Krawall nach Räumung

Bewährungsstrafe für Liebig-14-Randalierer

Nach den Ausschreitungen bei der Räumung eines besetzten Hauses an der Liebigstraße in Friedrichshain wurde ein 21-jähriger Mann zu zehn Monaten Haft auf Bewährung verurteilt. Er hatte eine Bierflasche nach einem Polizisten geworfen.

Dreieinhalb Monate nach den Ausschreitungen bei der Räumung des besetzten Hauses Liebigstraße 14 ist am Freitag erstmals ein mutmaßlicher Flaschenwerfer verurteilt worden. Er erhielt eine Bewährungsstrafe. Das Amtsgericht Tiergarten befand den 21-Jähriger des Landfriedensbruchs und der versuchten Körperverletzung für schuldig. Außerdem muss er 80 Stunden gemeinnützige Arbeit ableisten. Der aus Magdeburg stammende Mann wurde schuldig gesprochen, bei den gewalttätigen Protesten nach der Räumung der Liebigstraße 14 Anfang Februar aus einer Gruppe von mindestens 60 Person heraus eine Glasflasche in Richtung der Polizeikräfte geworfen zu haben. Wegen der alkoholischen Einwirkung von 2,2 Promille Alkohol im Blut ging das Gericht von einer verminderten Schuldfähigkeit aus.

Das Gericht war überzeugt, dass der Angeklagte die Tat begangen hat, und stützte sich auf Aussagen der Polizeikräfte. Es habe aber nicht festgestellt werden können, ob „sein Wurf auch der Treffer war“, hieß es im Urteil. Laut Anklage hatte die Bierflasche einen Beamten an der Schulter getroffen. Der Polizist wurde nicht verletzt, weil er Schutzkleidung trug.

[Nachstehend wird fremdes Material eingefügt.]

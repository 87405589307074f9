//! Duplicate contact resolution.
//!
//! Records sharing a normalized email form a duplicate group and exactly one
//! survives. Records without an email are never merged with each other.
//!
//! Winner ranking, highest first:
//! 1. `Clean` before `Flagged`
//! 2. higher completeness score
//! 3. smaller source row index
//!
//! Survivors are returned in ascending source row order regardless of the
//! group they came from.

use crate::types::{ContactRecord, RecordStatus};
use serde::{Deserialize, Serialize};
use std::cmp::{Ordering, Reverse};
use std::collections::HashMap;
use tracing::{debug, info};

/// Result of a deduplication pass.
#[derive(Debug, Clone, PartialEq, Eq, Serialize, Deserialize)]
pub struct DedupOutcome {
    /// Surviving records in ascending source row order.
    pub winners: Vec<ContactRecord>,
    /// Number of input records that were merged away.
    pub duplicates_removed: usize,
}

/// Groups records by identity key and keeps the best of each group.
pub struct Deduplicator;

impl Deduplicator {
    pub fn deduplicate(&self, records: &[ContactRecord]) -> DedupOutcome {
        // identity key -> index into `winners`
        let mut by_key: HashMap<&str, usize> = HashMap::new();
        let mut winners: Vec<&ContactRecord> = Vec::with_capacity(records.len());

        for record in records {
            let Some(key) = record.identity_key() else {
                winners.push(record);
                continue;
            };

            match by_key.get(key) {
                None => {
                    by_key.insert(key, winners.len());
                    winners.push(record);
                }
                Some(&slot) => {
                    let incumbent = winners[slot];
                    let (kept, dropped) = if Self::outranks(record, incumbent) {
                        winners[slot] = record;
                        (record, incumbent)
                    } else {
                        (incumbent, record)
                    };
                    debug!(
                        "Duplicate '{}': keeping row {}, dropping row {}",
                        key, kept.source_row_index, dropped.source_row_index
                    );
                }
            }
        }

        let mut winners: Vec<ContactRecord> = winners.into_iter().cloned().collect();
        winners.sort_by_key(|r| r.source_row_index);
        let duplicates_removed = records.len() - winners.len();

        info!(
            "Deduplication kept {} of {} records ({} duplicates removed)",
            winners.len(),
            records.len(),
            duplicates_removed
        );

        DedupOutcome {
            winners,
            duplicates_removed,
        }
    }

    /// Whether `challenger` should replace `incumbent` as a group's winner.
    fn outranks(challenger: &ContactRecord, incumbent: &ContactRecord) -> bool {
        Self::rank(challenger, incumbent) == Ordering::Greater
    }

    /// Total order over records of one group; `Greater` ranks higher.
    pub fn rank(a: &ContactRecord, b: &ContactRecord) -> Ordering {
        let key = |r: &ContactRecord| {
            (
                r.overall_status == RecordStatus::Clean,
                r.completeness_score,
                Reverse(r.source_row_index),
            )
        };
        key(a).cmp(&key(b))
    }
}

#[cfg(test)]
mod tests {
    use super::*;
    use crate::cleaner::RecordProcessor;
    use crate::types::{FieldKind, RawContact};
    use std::collections::HashSet;

    fn record(index: usize, name: &str, email: &str, company: &str, phone: &str) -> ContactRecord {
        RecordProcessor.process(
            &RawContact::new(index)
                .with(FieldKind::Name, name)
                .with(FieldKind::Email, email)
                .with(FieldKind::Company, company)
                .with(FieldKind::Phone, phone),
        )
    }

    fn indices(outcome: &DedupOutcome) -> Vec<usize> {
        outcome.winners.iter().map(|r| r.source_row_index).collect()
    }

    #[test]
    fn test_tie_resolves_to_earliest_row() {
        let records = vec![
            record(0, " alice ", "ALICE@X.COM", "", "07123456789"),
            record(1, "Alice", "alice@x.com", "", "+447123456789"),
        ];
        assert_eq!(records[0].completeness_score, records[1].completeness_score);

        let outcome = Deduplicator.deduplicate(&records);
        assert_eq!(indices(&outcome), vec![0]);
        assert_eq!(outcome.duplicates_removed, 1);
    }

    #[test]
    fn test_clean_beats_flagged_in_either_order() {
        let flagged_first = vec![
            record(0, "Bob", "bob@x.com", "Acme", "12345"),
            record(1, "Bob", "bob@x.com", "", ""),
        ];
        assert!(flagged_first[0].is_flagged());
        assert_eq!(indices(&Deduplicator.deduplicate(&flagged_first)), vec![1]);

        let clean_first = vec![
            record(0, "Bob", "bob@x.com", "", ""),
            record(1, "Bob", "bob@x.com", "Acme", "12345"),
        ];
        assert_eq!(indices(&Deduplicator.deduplicate(&clean_first)), vec![0]);
    }

    #[test]
    fn test_higher_completeness_wins() {
        let records = vec![
            record(0, "Carol", "carol@x.com", "", ""),
            record(1, "Carol", "carol@x.com", "Acme", "07123456789"),
        ];
        let outcome = Deduplicator.deduplicate(&records);
        assert_eq!(indices(&outcome), vec![1]);
        assert_eq!(outcome.winners[0].completeness_score, 4);
    }

    #[test]
    fn test_empty_emails_never_merge() {
        let records = vec![
            record(0, "Dan", "", "", ""),
            record(1, "Dan", "", "", ""),
            record(2, "", "  ", "", ""),
        ];
        let outcome = Deduplicator.deduplicate(&records);
        assert_eq!(indices(&outcome), vec![0, 1, 2]);
        assert_eq!(outcome.duplicates_removed, 0);
    }

    #[test]
    fn test_winners_in_input_order_across_groups() {
        let records = vec![
            record(0, "A", "a@x.com", "", ""),
            record(1, "B", "b@x.com", "", ""),
            record(2, "A", "a@x.com", "Acme", ""),
            record(3, "C", "", "", ""),
            record(4, "B", "b@x.com", "", ""),
        ];
        let outcome = Deduplicator.deduplicate(&records);
        assert_eq!(indices(&outcome), vec![1, 2, 3]);
        assert_eq!(outcome.duplicates_removed, 2);
    }

    #[test]
    fn test_malformed_identical_emails_are_merged() {
        let records = vec![
            record(0, "E", "not-an-email", "", ""),
            record(1, "E", "NOT-AN-EMAIL", "", ""),
        ];
        let outcome = Deduplicator.deduplicate(&records);
        assert_eq!(indices(&outcome), vec![0]);
    }

    #[test]
    fn test_no_two_winners_share_an_email() {
        let emails = ["a@x.com", "", "A@X.com", "b@x.com", "", "b@x.com ", "junk", "junk"];
        let records: Vec<ContactRecord> = emails
            .iter()
            .enumerate()
            .map(|(i, email)| record(i, "N", email, "", ""))
            .collect();

        let outcome = Deduplicator.deduplicate(&records);
        assert!(outcome.winners.len() <= records.len());
        assert_eq!(outcome.winners.len() + outcome.duplicates_removed, records.len());

        let mut seen = HashSet::new();
        for winner in &outcome.winners {
            if let Some(key) = winner.identity_key() {
                assert!(seen.insert(key.to_string()), "duplicate survivor {key}");
            }
        }
        assert_eq!(outcome.winners.len(), 5);
    }

    #[test]
    fn test_empty_input() {
        let outcome = Deduplicator.deduplicate(&[]);
        assert!(outcome.winners.is_empty());
        assert_eq!(outcome.duplicates_removed, 0);
    }
}
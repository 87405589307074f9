use serde::{Deserialize, Serialize};
use std::fmt;

// ============================================================================
// Field identity
// ============================================================================

/// The four logical contact fields.
///
/// Declaration order is the fixed order used by the issue listing and the
/// cleaned CSV header.
#[derive(Debug, Clone, Copy, PartialEq, Eq, Hash, PartialOrd, Ord, Serialize, Deserialize)]
#[serde(rename_all = "snake_case")]
pub enum FieldKind {
    Name,
    Email,
    Company,
    Phone,
}

impl FieldKind {
    /// All fields in report order.
    pub const ALL: [FieldKind; 4] = [Self::Name, Self::Email, Self::Company, Self::Phone];

    /// Column name used in the cleaned CSV and the report.
    pub fn column_name(&self) -> &'static str {
        match self {
            Self::Name => "name",
            Self::Email => "email",
            Self::Company => "company",
            Self::Phone => "phone",
        }
    }

    /// Resolve an external column header onto a logical field.
    ///
    /// Matching ignores case and surrounding whitespace; anything else is
    /// unrecognised.
    pub fn from_header(header: &str) -> Option<Self> {
        match header.trim().to_lowercase().as_str() {
            "name" => Some(Self::Name),
            "email" => Some(Self::Email),
            "company" => Some(Self::Company),
            "phone" => Some(Self::Phone),
            _ => None,
        }
    }
}

impl fmt::Display for FieldKind {
    fn fmt(&self, f: &mut fmt::Formatter<'_>) -> fmt::Result {
        f.write_str(self.column_name())
    }
}

// ============================================================================
// Validation outcome
// ============================================================================

/// Why a field failed validation.
#[derive(Debug, Clone, Copy, PartialEq, Eq, Hash, Serialize, Deserialize)]
pub enum ReasonCode {
    MissingRequired,
    MalformedEmail,
    MalformedPhone,
    Empty,
}

impl fmt::Display for ReasonCode {
    fn fmt(&self, f: &mut fmt::Formatter<'_>) -> fmt::Result {
        let code = match self {
            Self::MissingRequired => "MissingRequired",
            Self::MalformedEmail => "MalformedEmail",
            Self::MalformedPhone => "MalformedPhone",
            Self::Empty => "Empty",
        };
        f.write_str(code)
    }
}

/// Validity classification of a normalized value.
#[derive(Debug, Clone, Copy, PartialEq, Eq, Serialize, Deserialize)]
#[serde(tag = "status", content = "reason", rename_all = "snake_case")]
pub enum FieldStatus {
    Valid,
    Invalid(ReasonCode),
}

impl FieldStatus {
    pub fn is_valid(&self) -> bool {
        matches!(self, Self::Valid)
    }

    /// The reason code, if invalid.
    pub fn reason(&self) -> Option<ReasonCode> {
        match self {
            Self::Valid => None,
            Self::Invalid(reason) => Some(*reason),
        }
    }
}

/// A field value in raw and canonical form with its validity.
#[derive(Debug, Clone, PartialEq, Eq, Serialize, Deserialize)]
pub struct NormalizedField {
    pub raw_value: String,
    pub normalized_value: String,
    pub status: FieldStatus,
}

impl NormalizedField {
    pub fn new(
        raw_value: impl Into<String>,
        normalized_value: impl Into<String>,
        status: FieldStatus,
    ) -> Self {
        Self {
            raw_value: raw_value.into(),
            normalized_value: normalized_value.into(),
            status,
        }
    }

    /// Present and valid; this is what the completeness score counts.
    pub fn is_complete(&self) -> bool {
        !self.normalized_value.is_empty() && self.status.is_valid()
    }
}

// ============================================================================
// Records
// ============================================================================

/// One input row mapped onto the four logical field slots.
///
/// Absent columns and null cells are empty strings.
#[derive(Debug, Clone, Default, PartialEq, Eq, Serialize, Deserialize)]
pub struct RawContact {
    pub source_row_index: usize,
    pub name: String,
    pub email: String,
    pub company: String,
    pub phone: String,
}

impl RawContact {
    pub fn new(source_row_index: usize) -> Self {
        Self {
            source_row_index,
            ..Self::default()
        }
    }

    /// Builder-style setter for a single field.
    pub fn with(mut self, kind: FieldKind, value: impl Into<String>) -> Self {
        self.set(kind, value.into());
        self
    }

    pub fn set(&mut self, kind: FieldKind, value: String) {
        match kind {
            FieldKind::Name => self.name = value,
            FieldKind::Email => self.email = value,
            FieldKind::Company => self.company = value,
            FieldKind::Phone => self.phone = value,
        }
    }
}

/// Overall quality flag of a record.
#[derive(Debug, Clone, Copy, PartialEq, Eq, Serialize, Deserialize)]
#[serde(rename_all = "snake_case")]
pub enum RecordStatus {
    Clean,
    Flagged,
}

/// A normalized and validated contact.
///
/// Created once by the record processor and never mutated afterwards.
#[derive(Debug, Clone, PartialEq, Eq, Serialize, Deserialize)]
pub struct ContactRecord {
    pub name: NormalizedField,
    pub email: NormalizedField,
    pub company: NormalizedField,
    pub phone: NormalizedField,
    pub source_row_index: usize,
    pub completeness_score: u8,
    pub overall_status: RecordStatus,
}

impl ContactRecord {
    pub fn field(&self, kind: FieldKind) -> &NormalizedField {
        match kind {
            FieldKind::Name => &self.name,
            FieldKind::Email => &self.email,
            FieldKind::Company => &self.company,
            FieldKind::Phone => &self.phone,
        }
    }

    /// Fields in report order.
    pub fn fields(&self) -> impl Iterator<Item = (FieldKind, &NormalizedField)> {
        FieldKind::ALL.into_iter().map(move |kind| (kind, self.field(kind)))
    }

    /// Every invalid field of this record, in report order.
    pub fn issues(&self) -> Vec<FieldIssue> {
        self.fields()
            .filter_map(|(kind, field)| {
                field.status.reason().map(|reason| FieldIssue {
                    source_row_index: self.source_row_index,
                    field: kind,
                    reason,
                })
            })
            .collect()
    }

    /// The identity key used for deduplication, if any.
    pub fn identity_key(&self) -> Option<&str> {
        let email = self.email.normalized_value.as_str();
        (!email.is_empty()).then_some(email)
    }

    pub fn is_flagged(&self) -> bool {
        self.overall_status == RecordStatus::Flagged
    }
}

/// A single entry of the report's issue listing.
#[derive(Debug, Clone, Copy, PartialEq, Eq, Serialize, Deserialize)]
pub struct FieldIssue {
    pub source_row_index: usize,
    pub field: FieldKind,
    pub reason: ReasonCode,
}

impl fmt::Display for FieldIssue {
    fn fmt(&self, f: &mut fmt::Formatter<'_>) -> fmt::Result {
        write!(
            f,
            "row {}: {} {}",
            self.source_row_index, self.field, self.reason
        )
    }
}

// ============================================================================
// Tests
// ============================================================================
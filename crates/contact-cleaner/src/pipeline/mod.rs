//! Pipeline module.
//!
//! This module provides the contact cleaning pipeline and its progress
//! reporting types.

mod builder;
pub mod progress;

pub use builder::{CleaningResult, ContactPipeline, ContactPipelineBuilder};
pub use progress::{ClosureProgressReporter, CleaningStage, ProgressReporter, ProgressUpdate};
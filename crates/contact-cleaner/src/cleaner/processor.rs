//! Turns raw rows into annotated contact records.

use super::normalizers::{normalize_company, normalize_email, normalize_name, normalize_phone};
use super::validators::{validate_company, validate_email, validate_phone, validate_required};
use crate::error::{CleaningError, Result};
use crate::types::{ContactRecord, FieldStatus, NormalizedField, RawContact, RecordStatus};
use tracing::{debug, info};

/// Applies normalization and validation to whole contact records.
///
/// Malformed field content never fails a record: it is captured as an
/// `Invalid` status and the record continues through the pipeline.
pub struct RecordProcessor;

impl RecordProcessor {
    /// Normalize and validate a single row.
    pub fn process(&self, raw: &RawContact) -> ContactRecord {
        let name = Self::field(&raw.name, normalize_name, validate_required);
        let email = Self::field(&raw.email, normalize_email, |value| {
            match validate_required(value) {
                FieldStatus::Valid => validate_email(value),
                invalid => invalid,
            }
        });
        let company = Self::field(&raw.company, normalize_company, validate_company);
        let phone = Self::field(&raw.phone, normalize_phone, validate_phone);

        let fields = [&name, &email, &company, &phone];
        let completeness_score = fields.iter().filter(|f| f.is_complete()).count() as u8;
        let overall_status = if fields.iter().all(|f| f.status.is_valid()) {
            RecordStatus::Clean
        } else {
            RecordStatus::Flagged
        };

        ContactRecord {
            name,
            email,
            company,
            phone,
            source_row_index: raw.source_row_index,
            completeness_score,
            overall_status,
        }
    }

    /// Process a batch of rows in input order.
    ///
    /// Row indices must be strictly increasing; anything else means the
    /// input layer broke its contract and the run is aborted.
    pub fn process_all(&self, raws: &[RawContact]) -> Result<Vec<ContactRecord>> {
        let mut previous: Option<usize> = None;
        let mut records = Vec::with_capacity(raws.len());

        for raw in raws {
            let index = raw.source_row_index;
            if let Some(previous) = previous
                && index <= previous
            {
                return Err(CleaningError::RowIndexContract { previous, index });
            }
            previous = Some(index);

            let record = self.process(raw);
            if record.is_flagged() {
                debug!(
                    "Row {} flagged: {:?}",
                    index,
                    record
                        .issues()
                        .iter()
                        .map(|issue| format!("{} {}", issue.field, issue.reason))
                        .collect::<Vec<_>>()
                );
            }
            records.push(record);
        }

        let flagged = records.iter().filter(|r| r.is_flagged()).count();
        info!(
            "Processed {} records ({} clean, {} flagged)",
            records.len(),
            records.len() - flagged,
            flagged
        );

        Ok(records)
    }

    fn field(
        raw: &str,
        normalize: impl Fn(&str) -> String,
        validate: impl Fn(&str) -> FieldStatus,
    ) -> NormalizedField {
        let normalized = normalize(raw);
        let status = validate(&normalized);
        NormalizedField::new(raw, normalized, status)
    }
}
//! Validity predicates over normalized field values.

use super::normalizers::NATIONAL_DIGITS;
use crate::types::{FieldStatus, ReasonCode};
use once_cell::sync::Lazy;
use regex::Regex;

/// `localpart@domain.tld` with no whitespace and a single `@`.
static EMAIL_PATTERN: Lazy<Regex> = Lazy::new(|| {
    Regex::new(r"^[^@\s]+@[^@\s]+\.[^@\s]+$").expect("email pattern is a valid regex")
});

/// Required fields (name, email) must be non-empty.
pub fn validate_required(value: &str) -> FieldStatus {
    if value.is_empty() {
        FieldStatus::Invalid(ReasonCode::Empty)
    } else {
        FieldStatus::Valid
    }
}

/// Email shape check.
///
/// An empty value is reported as `MissingRequired`; the record processor
/// runs [`validate_required`] first, so on a record an absent email shows
/// up as `Empty`.
pub fn validate_email(value: &str) -> FieldStatus {
    if value.is_empty() {
        return FieldStatus::Invalid(ReasonCode::MissingRequired);
    }
    if EMAIL_PATTERN.is_match(value) {
        FieldStatus::Valid
    } else {
        FieldStatus::Invalid(ReasonCode::MalformedEmail)
    }
}

/// Phone is optional: empty or `+44` followed by exactly 10 digits.
pub fn validate_phone(value: &str) -> FieldStatus {
    if value.is_empty() {
        return FieldStatus::Valid;
    }
    let well_formed = value.strip_prefix("+44").is_some_and(|rest| {
        rest.len() == NATIONAL_DIGITS && rest.chars().all(|c| c.is_ascii_digit())
    });
    if well_formed {
        FieldStatus::Valid
    } else {
        FieldStatus::Invalid(ReasonCode::MalformedPhone)
    }
}

/// Company has no validity rule.
pub fn validate_company(_value: &str) -> FieldStatus {
    FieldStatus::Valid
}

Vor Gericht hatte der 21-Jährige keine Aussage gemacht. Ein Polizeibeamter gab an, den Angeklagten beim Flaschenwurf beobachtet zu haben. Er sprach von einem gezielten Wurf. Der 21-Jährige sei ihm wegen dessen abgeschnittener Tarnhose aufgefallen, sagte der Polizist. Außerdem habe er eine Skimaske getragen, die er nach dem Wurf abgenommen habe.

Bei der Räumung des besetzten Hauses am 2. Februar 2011 war ein Großaufgebot der Polizei im Einsatz. Bei den anschließenden Kundgebungen kam es zu Ausschreitungen, bei denen 61 Polizeibeamte leicht verletzt wurden. 82 Personen wurden vorläufig festgenommen. Nach Angaben eines Justizsprechers hat die Staatsanwaltschaft bisher gegen 16 Personen Anklage erhoben.

Das Verfahren gegen den Magdeburger war das dritte Verfahren in der Sache. Das Amtsgericht Tiergarten hatte Ende März und Anfang Mai zwei mutmaßliche Randalierer von der Liebigstaße vom Vorwurf der Körperverletzung freigesprochen.